You can also check out the Recorded Webinar.
You may see events in your error logs reporting transient connection failures between cluster nodes or AlwayOn. You may observe high Asynch_Network_IO in [sys].[dm_os_wait_stats]. And you may have even brought it to the attention of your Network folks, only to be sent away being told that the network is “fine” leaving you at a loss.
Transient network issues can arise from a variety of sources. They wreak havoc on the stability of Window Server Failover Clustering (WSFC) and SQL Server AlwaysOn.
WSFC, the Resource Host, and SQL Server, all synchronize with each other via Remote Procedure Call, Shared Memory, and TSQL Commands.
While WSFC could detect Quorum loss, the resource DLL might detect issues with AlwaysOn.

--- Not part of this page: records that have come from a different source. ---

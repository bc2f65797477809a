mod parser;

use super::domain::{RentalRecord, RenterId};
use std::collections::BTreeMap;
use std::io::Read;
use std::path::Path;

#[derive(Debug)]
pub enum HistoryImportError {
    Io(std::io::Error),
    Csv(csv::Error),
}

impl std::fmt::Display for HistoryImportError {
    fn fmt(&self, f: &mut std::fmt::Formatter<'_>) -> std::fmt::Result {
        match self {
            HistoryImportError::Io(err) => {
                write!(f, "failed to read rental history export: {}", err)
            }
            HistoryImportError::Csv(err) => write!(f, "invalid rental history CSV data: {}", err),
        }
    }
}

impl std::error::Error for HistoryImportError {
    fn source(&self) -> Option<&(dyn std::error::Error + 'static)> {
        match self {
            HistoryImportError::Io(err) => Some(err),
            HistoryImportError::Csv(err) => Some(err),
        }
    }
}

impl From<std::io::Error> for HistoryImportError {
    fn from(err: std::io::Error) -> Self {
        Self::Io(err)
    }
}

impl From<csv::Error> for HistoryImportError {
    fn from(err: csv::Error) -> Self {
        Self::Csv(err)
    }
}

/// Rental history grouped per renter, each list in export order.
#[derive(Debug, Clone, Default, PartialEq)]
pub struct RentalHistory {
    by_renter: BTreeMap<RenterId, Vec<RentalRecord>>,
}

impl RentalHistory {
    pub fn renters(&self) -> impl Iterator<Item = &RenterId> {
        self.by_renter.keys()
    }

    pub fn history(&self, renter_id: &RenterId) -> Option<&[RentalRecord]> {
        self.by_renter.get(renter_id).map(Vec::as_slice)
    }

    pub fn len(&self) -> usize {
        self.by_renter.len()
    }

    pub fn is_empty(&self) -> bool {
        self.by_renter.is_empty()
    }

    pub fn push(&mut self, renter_id: RenterId, record: RentalRecord) {
        self.by_renter.entry(renter_id).or_default().push(record);
    }

    pub fn into_inner(self) -> BTreeMap<RenterId, Vec<RentalRecord>> {
        self.by_renter
    }
}

/// Loads rental history from the back office CSV export
/// (`id_penyewa,status_selesai,keterlambatan_menit,denda,harga,tgl_kembali`).
pub struct RentalHistoryImporter;

impl RentalHistoryImporter {
    pub fn from_path<P: AsRef<Path>>(path: P) -> Result<RentalHistory, HistoryImportError> {
        let file = std::fs::File::open(path)?;
        Self::from_reader(file)
    }

    pub fn from_reader<R: Read>(reader: R) -> Result<RentalHistory, HistoryImportError> {
        let mut history = RentalHistory::default();

        for row in parser::parse_rows(reader)? {
            if row.renter_id.0.is_empty() {
                continue;
            }
            history.push(row.renter_id, row.record);
        }

        Ok(history)
    }
}

#[cfg(test)]
mod tests {
    use super::*;
    use chrono::NaiveDate;
    use std::io::Cursor;

    const HEADER: &str = "id_penyewa,status_selesai,keterlambatan_menit,denda,harga,tgl_kembali\n";

    #[test]
    fn groups_rows_per_renter_in_file_order() {
        let csv = format!(
            "{HEADER}P-001,Selesai,0,0,150000,2025-05-03\n\
P-002,Batal,,,,\n\
P-001,Selesai,45,10000,150000,2025-04-01T08:00:00Z\n"
        );

        let history =
            RentalHistoryImporter::from_reader(Cursor::new(csv)).expect("import succeeds");

        assert_eq!(history.len(), 2);
        let first = history
            .history(&RenterId("P-001".to_string()))
            .expect("renter present");
        assert_eq!(first.len(), 2);
        assert_eq!(
            first[0].returned_at,
            NaiveDate::from_ymd_opt(2025, 5, 3).and_then(|date| date.and_hms_opt(0, 0, 0))
        );
        assert_eq!(first[1].late_minutes, 45);
        assert_eq!(first[1].fine, 10000.0);
    }

    #[test]
    fn blank_cells_default_to_zero() {
        let csv = format!("{HEADER}P-002,Batal,,,,\n");

        let history =
            RentalHistoryImporter::from_reader(Cursor::new(csv)).expect("import succeeds");

        let records = history
            .history(&RenterId("P-002".to_string()))
            .expect("renter present");
        assert!(!records[0].is_completed());
        assert_eq!(records[0].late_minutes, 0);
        assert_eq!(records[0].fine, 0.0);
        assert_eq!(records[0].price, 0.0);
        assert!(records[0].returned_at.is_none());
    }

    #[test]
    fn unparseable_dates_are_dropped_not_fatal() {
        let csv = format!("{HEADER}P-003,Selesai,0,0,90000,kemarin sore\n");

        let history =
            RentalHistoryImporter::from_reader(Cursor::new(csv)).expect("import succeeds");

        let records = history
            .history(&RenterId("P-003".to_string()))
            .expect("renter present");
        assert!(records[0].returned_at.is_none());
    }

    #[test]
    fn rows_without_renter_are_skipped() {
        let csv = format!("{HEADER},Selesai,0,0,90000,\n");

        let history =
            RentalHistoryImporter::from_reader(Cursor::new(csv)).expect("import succeeds");

        assert!(history.is_empty());
    }

    #[test]
    fn invalid_numbers_surface_as_csv_errors() {
        let csv = format!("{HEADER}P-004,Selesai,lama,0,90000,\n");

        let error = RentalHistoryImporter::from_reader(Cursor::new(csv)).expect_err("csv error");

        assert!(matches!(error, HistoryImportError::Csv(_)));
    }

    #[test]
    fn from_path_propagates_io_errors() {
        let error = RentalHistoryImporter::from_path("./does-not-exist.csv")
            .expect_err("expected io error");

        match error {
            HistoryImportError::Io(_) => {}
            other => panic!("expected io error, got {other:?}"),
        }
    }
}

The NIC might be misconfigured or not configured at all for SQL Server resulting in periods of congestion at the NIC, and ultimately dropped packets which appear as a network hiccup. If the “hiccup” lasts long enough, a failure of the node is assumed and unnecessary failover is initiated.

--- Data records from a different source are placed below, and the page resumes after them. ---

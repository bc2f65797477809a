use super::super::domain::{parse_timestamp, CompletionStatus, RentalRecord, RenterId};
use serde::{Deserialize, Deserializer};
use std::io::Read;
use tracing::warn;

#[derive(Debug)]
pub(crate) struct HistoryRow {
    pub(crate) renter_id: RenterId,
    pub(crate) record: RentalRecord,
}

pub(crate) fn parse_rows<R: Read>(reader: R) -> Result<Vec<HistoryRow>, csv::Error> {
    let mut csv_reader = csv::ReaderBuilder::new()
        .trim(csv::Trim::All)
        .from_reader(reader);
    let mut rows = Vec::new();

    for (index, row) in csv_reader.deserialize::<ExportRow>().enumerate() {
        let row = row?;
        // header is line 1
        let line = index + 2;
        rows.push(row.into_history_row(line));
    }

    Ok(rows)
}

#[derive(Debug, Deserialize)]
struct ExportRow {
    #[serde(rename = "id_penyewa")]
    renter_id: String,
    #[serde(
        rename = "status_selesai",
        default,
        deserialize_with = "empty_string_as_none"
    )]
    status: Option<String>,
    #[serde(rename = "keterlambatan_menit", default)]
    late_minutes: Option<i64>,
    #[serde(rename = "denda", default)]
    fine: Option<f64>,
    #[serde(rename = "harga", default)]
    price: Option<f64>,
    #[serde(
        rename = "tgl_kembali",
        default,
        deserialize_with = "empty_string_as_none"
    )]
    returned_at: Option<String>,
}

impl ExportRow {
    fn into_history_row(self, line: usize) -> HistoryRow {
        let returned_at = self.returned_at.as_deref().and_then(|raw| {
            let parsed = parse_timestamp(raw);
            if parsed.is_none() {
                warn!(line, value = raw, "ignoring unparseable tgl_kembali");
            }
            parsed
        });

        HistoryRow {
            renter_id: RenterId(self.renter_id),
            record: RentalRecord {
                status: self.status.map(CompletionStatus::from).unwrap_or_default(),
                late_minutes: self.late_minutes.unwrap_or(0),
                fine: self.fine.unwrap_or(0.0),
                price: self.price.unwrap_or(0.0),
                returned_at,
            },
        }
    }
}

fn empty_string_as_none<'de, D>(deserializer: D) -> Result<Option<String>, D::Error>
where
    D: Deserializer<'de>,
{
    let opt = Option::<String>::deserialize(deserializer)?;
    Ok(opt.filter(|value| !value.trim().is_empty()))
}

In most cases, this ballet of communication between services provides extremely reliable failover detection. However, the default NIC configuration and sensitivity levels among the different processes may be too aggressive or inadequate for your environment. Further tuning must be performed in order to achieve the desired ratio of stability vs. failover detection.

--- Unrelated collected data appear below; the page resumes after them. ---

use super::domain::{RentalRecord, RenterId};

/// Source of completed-rental history, typically the back office API.
///
/// Implementations return each renter's records most recent first. The
/// engine re-sorts on `tgl_kembali` when every record carries one, so the
/// ordering only matters for records without timestamps.
pub trait RentalHistoryRepository: Send + Sync {
    fn history(&self, renter_id: &RenterId) -> Result<Vec<RentalRecord>, RepositoryError>;
    fn renters(&self) -> Result<Vec<RenterId>, RepositoryError>;
}

/// Error enumeration for history provider failures.
#[derive(Debug, thiserror::Error)]
pub enum RepositoryError {
    #[error("renter not found")]
    NotFound,
    #[error("history provider unavailable: {0}")]
    Unavailable(String),
}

It is important to address any misconfigurations before tuning the sensitivity related settings. Oftentimes connectivity issues are due to simple misconfiguration(s) and the out of the box sensitivity values are perfectly adequate.
First, you want to be sure SQL Server isn’t overrunning Windows memory management – Check task manager and make sure memory utilization is between 77-82%. Regardless of the number of GB available to Windows Server, when utilization approaches 90% Windows Memory Management starts to kick in dramatically affecting the entire server performance. Memory utilization on your SQL Server should be no higher than 82%:
Now let’s turn our attention to the NIC/vNIC configuration. SQL Server requires Receive Side Scaling (RSS) to be ENABLED for maximum performance and reliability. RSS must be enabled in Windows AND on the NIC/vNIC.
Verify that Windows is enabled for RSS:
#To Verify RSS Enabled in Windows (CMD as Administrator):
netsh int tcp show global
Once we know that Windows is ready for RSS, we can take a look at the NIC/vNIC configuration.
#To Verify RSS Enabled on the Nic (PoSh as Administrator)
Get-NetAdapter | Where-Object { $_.InterfaceDescription -like '*' } |`
Get-NetAdapterAdvancedProperty |`
Format-Table -AutoSize
There are several settings missing from the above adapter (denoted with “–”).Besides RSS being disabled, you can see from the above that Send/Receive Buffer and related Ring Sizes have not been configured. It is important to verify the vNic settings have not changed each time after updating VMWare Tools on a guest.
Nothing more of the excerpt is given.